Ale to wszystko było niczym w porównaniu z pożerającymi
wszystko hordami opasłych wielkich jak słonie szczurów!
Od dawna z moich nocnych koszmarów budzi mnie
jeden i ten sam mężczyzna. To on uzmysłowił mi skąd się
biorą moje fobie i nocne lęki.
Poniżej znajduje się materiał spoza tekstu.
//! Stereo rectification (Bouguet's method) and rectification maps.
//!
//! [`stereo_rectify`] turns a calibrated rig into the rotations `R1`, `R2`
//! that make both image planes coplanar with horizontal (or, for a vertical
//! rig, vertical) epipolar lines, the new projection matrices `P1`, `P2`, the
//! disparity-to-depth matrix `Q` and the valid-pixel rectangle of each view.
//! [`RectifyMap`] then resamples raw frames into the rectified geometry.

use image::{GrayImage, Luma, Rgb, RgbImage};
use log::debug;
use nalgebra::{Matrix3, Matrix3x4, Matrix4, Vector2, Vector3};
use serde::{Deserialize, Serialize};

use crate::calibration::{CalibrationError, StereoPair};
use crate::camera::rad_tan::RadTanModel;
use crate::camera::Resolution;
use crate::geometry;

/// Pixel rectangle.
#[derive(Debug, Clone, Copy, PartialEq, Eq, Default, Serialize, Deserialize)]
pub struct Roi {
    pub x: i32,
    pub y: i32,
    pub width: i32,
    pub height: i32,
}

impl Roi {
    pub fn intersect(&self, other: &Roi) -> Roi {
        let x0 = self.x.max(other.x);
        let y0 = self.y.max(other.y);
        let x1 = (self.x + self.width).min(other.x + other.width);
        let y1 = (self.y + self.height).min(other.y + other.height);
        if x1 <= x0 || y1 <= y0 {
            return Roi::default();
        }
        Roi {
            x: x0,
            y: y0,
            width: x1 - x0,
            height: y1 - y0,
        }
    }

    pub fn area(&self) -> i64 {
        self.width as i64 * self.height as i64
    }
}

/// Output of [`stereo_rectify`].
#[derive(Debug, Clone, PartialEq, Serialize, Deserialize)]
pub struct RectificationSet {
    /// Rotation from the left camera frame to the rectified left frame.
    pub r1: Matrix3<f64>,
    /// Rotation from the right camera frame to the rectified right frame.
    pub r2: Matrix3<f64>,
    pub p1: Matrix3x4<f64>,
    /// Like `p1` with the scaled baseline `T'_x * f` (or `T'_y * f`) in the
    /// last column.
    pub p2: Matrix3x4<f64>,
    /// Maps `(u, v, disparity, 1)` to homogeneous left-rectified 3D points.
    pub q: Matrix4<f64>,
    pub roi: StereoPair<Roi>,
    /// `true` when the baseline is mostly vertical.
    pub vertical: bool,
}

impl RectificationSet {
    /// Rectification maps for both cameras at their native resolution.
    pub fn maps(&self, left: &RadTanModel, right: &RadTanModel) -> StereoPair<RectifyMap> {
        StereoPair {
            left: RectifyMap::new(left, &self.r1, &self.p1, left.resolution),
            right: RectifyMap::new(right, &self.r2, &self.p2, right.resolution),
        }
    }
}

/// Inscribed and bounding rectangles of the rectified image border, sampled
/// on a 9x9 grid over the source image.
fn rectified_border(
    camera: &RadTanModel,
    rotation: &Matrix3<f64>,
    projection: &Matrix3x4<f64>,
    size: &Resolution,
) -> Result<([f64; 4], [f64; 4]), CalibrationError> {
    const N: usize = 9;
    let (fx, fy) = (projection[(0, 0)], projection[(1, 1)]);
    let (cx, cy) = (projection[(0, 2)], projection[(1, 2)]);

    let (mut ix0, mut ix1, mut iy0, mut iy1) = (f64::MIN, f64::MAX, f64::MIN, f64::MAX);
    let (mut ox0, mut ox1, mut oy0, mut oy1) = (f64::MAX, f64::MIN, f64::MAX, f64::MIN);
    for y in 0..N {
        for x in 0..N {
            let pixel = Vector2::new(
                x as f64 * size.width as f64 / (N - 1) as f64,
                y as f64 * size.height as f64 / (N - 1) as f64,
            );
            let n = camera.undistort_normalized(&pixel)?;
            let ray = rotation * Vector3::new(n.x, n.y, 1.0);
            let p = Vector2::new(fx * ray.x / ray.z + cx, fy * ray.y / ray.z + cy);

            ox0 = ox0.min(p.x);
            ox1 = ox1.max(p.x);
            oy0 = oy0.min(p.y);
            oy1 = oy1.max(p.y);
            if x == 0 {
                ix0 = ix0.max(p.x);
            }
            if x == N - 1 {
                ix1 = ix1.min(p.x);
            }
            if y == 0 {
                iy0 = iy0.max(p.y);
            }
            if y == N - 1 {
                iy1 = iy1.min(p.y);
            }
        }
    }
    Ok((
        [ix0, iy0, ix1 - ix0, iy1 - iy0],
        [ox0, oy0, ox1 - ox0, oy1 - oy0],
    ))
}

/// Computes the rectification of a calibrated stereo pair.
///
/// The relative rotation is split evenly between the two cameras, then both
/// are rotated so the baseline becomes parallel to the image x axis (y axis
/// when the baseline is mostly vertical). Both views share one focal length,
/// the mean of the input focal lengths orthogonal to the baseline, and one
/// principal point, so corresponding points have zero disparity at infinity.
///
/// # Arguments
///
/// * `left`, `right` - Calibrated cameras; the left resolution is the image
///   size of the rectified views.
/// * `rotation`, `translation` - Left-to-right transform (`X_r = R X_l + T`).
/// * `alpha` - `None` keeps the natural scale. `Some(a)` with `a` in `[0, 1]`
///   scales between showing only valid pixels (`0`) and keeping every source
///   pixel (`1`).
///
/// # Errors
///
/// [`CalibrationError::Numerical`] for a zero baseline or when the border
/// points cannot be undistorted.
pub fn stereo_rectify(
    left: &RadTanModel,
    right: &RadTanModel,
    rotation: &Matrix3<f64>,
    translation: &Vector3<f64>,
    alpha: Option<f64>,
) -> Result<RectificationSet, CalibrationError> {
    let size = left.resolution;
    if size.width == 0 || size.height == 0 {
        return Err(CalibrationError::InvalidConfig(
            "image size must not be empty".to_string(),
        ));
    }
    let baseline = translation.norm();
    if !(baseline > f64::EPSILON) {
        return Err(CalibrationError::Numerical(
            "cannot rectify a rig with zero baseline".to_string(),
        ));
    }

    let om = geometry::rotation_vector(rotation);
    let r_half = geometry::rodrigues(&(om * -0.5));
    let t = r_half * translation;

    // align the baseline with the x axis (horizontal rig) or the y axis
    let idx = if t.x.abs() > t.y.abs() { 0 } else { 1 };
    let c = t[idx];
    let mut uu = Vector3::zeros();
    uu[idx] = if c > 0.0 { 1.0 } else { -1.0 };
    let mut ww = t.cross(&uu);
    let nw = ww.norm();
    if nw > 0.0 {
        ww *= (c.abs() / baseline).clamp(-1.0, 1.0).acos() / nw;
    }
    let w_r = geometry::rodrigues(&ww);

    let r1 = w_r * r_half.transpose();
    let r2 = w_r * r_half;
    let t_new = r2 * translation;

    let other = idx ^ 1;
    let mut fc_new =
        0.5 * (left.camera_matrix()[(other, other)] + right.camera_matrix()[(other, other)]);

    // principal points that keep the image corners centered after rectification
    let (nx, ny) = (size.width as f64, size.height as f64);
    let mut cc_new = [Vector2::zeros(); 2];
    for (k, (camera, rect)) in [(left, &r1), (right, &r2)].into_iter().enumerate() {
        let mut avg = Vector2::zeros();
        for i in 0..4 {
            let corner = Vector2::new((i % 2) as f64 * nx, (i / 2) as f64 * ny);
            let n = camera.undistort_normalized(&corner)?;
            let ray = rect * Vector3::new(n.x, n.y, 1.0);
            avg += Vector2::new(fc_new * ray.x / ray.z, fc_new * ray.y / ray.z);
        }
        avg /= 4.0;
        cc_new[k] = Vector2::new((nx - 1.0) / 2.0 - avg.x, (ny - 1.0) / 2.0 - avg.y);
    }
    let shared = (cc_new[0] + cc_new[1]) * 0.5;
    cc_new = [shared, shared];

    let projection = |cc: &Vector2<f64>, f: f64, shift: f64| {
        let mut p = Matrix3x4::zeros();
        p[(0, 0)] = f;
        p[(1, 1)] = f;
        p[(0, 2)] = cc.x;
        p[(1, 2)] = cc.y;
        p[(2, 2)] = 1.0;
        p[(idx, 3)] = shift;
        p
    };
    let mut p1 = projection(&cc_new[0], fc_new, 0.0);
    let mut p2 = projection(&cc_new[1], fc_new, t_new[idx] * fc_new);

    let (inner1, outer1) = rectified_border(left, &r1, &p1, &size)?;
    let (inner2, outer2) = rectified_border(right, &r2, &p2, &size)?;

    let mut s = 1.0;
    if let Some(alpha) = alpha.filter(|a| *a >= 0.0) {
        let alpha = alpha.min(1.0);
        let ratios = |rect: &[f64; 4], cc: &Vector2<f64>| {
            [
                cc.x / (cc.x - rect[0]),
                cc.y / (cc.y - rect[1]),
                (nx - 1.0 - cc.x) / (rect[0] + rect[2] - cc.x),
                (ny - 1.0 - cc.y) / (rect[1] + rect[3] - cc.y),
            ]
        };
        let s0 = ratios(&inner1, &cc_new[0])
            .into_iter()
            .chain(ratios(&inner2, &cc_new[1]))
            .fold(f64::MIN, f64::max);
        let s1 = ratios(&outer1, &cc_new[0])
            .into_iter()
            .chain(ratios(&outer2, &cc_new[1]))
            .fold(f64::MAX, f64::min);
        s = s0 * (1.0 - alpha) + s1 * alpha;
        if !s.is_finite() || s <= 0.0 {
            return Err(CalibrationError::Numerical(format!(
                "invalid rectification scale {}",
                s
            )));
        }
    }

    fc_new *= s;
    for p in [&mut p1, &mut p2] {
        p[(0, 0)] = fc_new;
        p[(1, 1)] = fc_new;
    }
    p2[(idx, 3)] *= s;

    let image = Roi {
        x: 0,
        y: 0,
        width: size.width as i32,
        height: size.height as i32,
    };
    let roi_of = |inner: &[f64; 4], cc: &Vector2<f64>| {
        Roi {
            x: ((inner[0] - cc.x) * s + cc.x).ceil() as i32,
            y: ((inner[1] - cc.y) * s + cc.y).ceil() as i32,
            width: (inner[2] * s).floor() as i32,
            height: (inner[3] * s).floor() as i32,
        }
        .intersect(&image)
    };
    let roi = StereoPair {
        left: roi_of(&inner1, &cc_new[0]),
        right: roi_of(&inner2, &cc_new[1]),
    };

    let tx = t_new[idx];
    let cc_diff = if idx == 0 {
        cc_new[0].x - cc_new[1].x
    } else {
        cc_new[0].y - cc_new[1].y
    };
    #[rustfmt::skip]
    let q = Matrix4::new(
        1.0, 0.0, 0.0, -cc_new[0].x,
        0.0, 1.0, 0.0, -cc_new[0].y,
        0.0, 0.0, 0.0, fc_new,
        0.0, 0.0, -1.0 / tx, cc_diff / tx,
    );

    debug!(
        "Rectified focal length {:.3}, principal point ({:.3}, {:.3}), rois {:?}",
        fc_new, cc_new[0].x, cc_new[0].y, roi
    );

    Ok(RectificationSet {
        r1,
        r2,
        p1,
        p2,
        q,
        roi,
        vertical: idx == 1,
    })
}

/// Per-pixel source coordinates of a rectified view.
///
/// Built by inverse mapping: every rectified pixel is turned into a ray with
/// the new projection, rotated back into the camera frame, distorted and
/// projected with the original camera.
#[derive(Debug, Clone)]
pub struct RectifyMap {
    width: u32,
    height: u32,
    map_x: Vec<f32>,
    map_y: Vec<f32>,
}

impl RectifyMap {
    pub fn new(
        camera: &RadTanModel,
        rectification: &Matrix3<f64>,
        projection: &Matrix3x4<f64>,
        size: Resolution,
    ) -> Self {
        let (fx, fy) = (projection[(0, 0)], projection[(1, 1)]);
        let (cx, cy) = (projection[(0, 2)], projection[(1, 2)]);
        let inverse = rectification.transpose();
        let len = size.width as usize * size.height as usize;
        let mut map_x = Vec::with_capacity(len);
        let mut map_y = Vec::with_capacity(len);

        for v in 0..size.height {
            for u in 0..size.width {
                let ray = inverse
                    * Vector3::new((u as f64 - cx) / fx, (v as f64 - cy) / fy, 1.0);
                if ray.z <= f64::EPSILON {
                    map_x.push(-1.0);
                    map_y.push(-1.0);
                    continue;
                }
                let src = camera.project_normalized(ray.x / ray.z, ray.y / ray.z);
                map_x.push(src.x as f32);
                map_y.push(src.y as f32);
            }
        }

        RectifyMap {
            width: size.width,
            height: size.height,
            map_x,
            map_y,
        }
    }

    /// Source pixel of rectified pixel `(u, v)`.
    pub fn source(&self, u: u32, v: u32) -> Option<(f32, f32)> {
        if u >= self.width || v >= self.height {
            return None;
        }
        let i = v as usize * self.width as usize + u as usize;
        Some((self.map_x[i], self.map_y[i]))
    }

    pub fn remap_gray(&self, src: &GrayImage) -> GrayImage {
        GrayImage::from_fn(self.width, self.height, |u, v| {
            let value = self
                .source(u, v)
                .and_then(|(x, y)| bilinear(src.width(), src.height(), x, y, |px, py| {
                    [src.get_pixel(px, py)[0] as f32; 3]
                }))
                .map(|c| c[0])
                .unwrap_or(0.0);
            Luma([value.round().clamp(0.0, 255.0) as u8])
        })
    }

    pub fn remap_rgb(&self, src: &RgbImage) -> RgbImage {
        RgbImage::from_fn(self.width, self.height, |u, v| {
            let value = self
                .source(u, v)
                .and_then(|(x, y)| bilinear(src.width(), src.height(), x, y, |px, py| {
                    let p = src.get_pixel(px, py);
                    [p[0] as f32, p[1] as f32, p[2] as f32]
                }))
                .unwrap_or([0.0; 3]);
            Rgb(value.map(|c| c.round().clamp(0.0, 255.0) as u8))
        })
    }
}

/// Bilinear interpolation of up to three channels; `None` outside the image.
fn bilinear<F>(width: u32, height: u32, x: f32, y: f32, fetch: F) -> Option<[f32; 3]>
where
    F: Fn(u32, u32) -> [f32; 3],
{
    if width == 0 || height == 0 {
        return None;
    }
    if !(x >= 0.0 && y >= 0.0 && x <= (width - 1) as f32 && y <= (height - 1) as f32) {
        return None;
    }
    let x0 = x.floor() as u32;
    let y0 = y.floor() as u32;
    let x1 = (x0 + 1).min(width - 1);
    let y1 = (y0 + 1).min(height - 1);
    let (ax, ay) = (x - x0 as f32, y - y0 as f32);

    let (p00, p10, p01, p11) = (fetch(x0, y0), fetch(x1, y0), fetch(x0, y1), fetch(x1, y1));
    let mut out = [0.0; 3];
    for c in 0..3 {
        let top = p00[c] * (1.0 - ax) + p10[c] * ax;
        let bottom = p01[c] * (1.0 - ax) + p11[c] * ax;
        out[c] = top * (1.0 - ay) + bottom * ay;
    }
    Some(out)
}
Pomógł mi wyrzucić cały ten
balast z siebie słuchając mojego opowiadania o zdarzeniu,
które stało się ich kanwą.
Długo trwało, zanim moja podświadomość zrozumiała, że
jestem bezpieczna, że tamten czas minął bardzo dawno i
bezpowrotnie, że nie powtórzy się nigdy.
***
Okupacja niemiecka na ziemiach polskich w czasie II
wojny światowej jest tematycznym “worem bez dna”.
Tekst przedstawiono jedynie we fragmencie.